- DIRECTIONS FOR THIS TASK
Include in the output the line containing "#[serde(flatten)]" and each subsequent line of the records, through the end, transcribed exactly. Add nothing else.

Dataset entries
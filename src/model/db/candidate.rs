use serde::{Deserialize, Serialize};

use crate::model::mongodb::Id;

/// Core candidate data.
#[derive(Debug, Clone, PartialEq, Eq, Serialize, Deserialize)]
pub struct CandidateCore {
    pub category_id: Id,
    /// Copied from the category so tenant-wide cascades need no join.
    pub instance_id: Id,
    pub full_name: String,
    #[serde(default)]
    pub description: String,
    #[serde(default, skip_serializing_if = "Option::is_none")]
    pub photo_url: Option<String>,
    #[serde(default, skip_serializing_if = "Option::is_none")]
    pub program_url: Option<String>,
}

/// A candidate without an ID.
pub type NewCandidate = CandidateCore;

/// A candidate from the database, with its unique ID.
#[derive(Debug, Clone, PartialEq, Eq, Serialize, Deserialize)]
pub struct Candidate {
    #[serde(rename = "_id")]
    pub id: Id,
    #[serde(flatten)]
    pub candidate: CandidateCore,
}

deref_core!(Candidate, candidate, CandidateCore);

- EXERCISE RESPONSE
    #[serde(flatten)]
    pub candidate: CandidateCore,
}

deref_core!(Candidate, candidate, CandidateCore);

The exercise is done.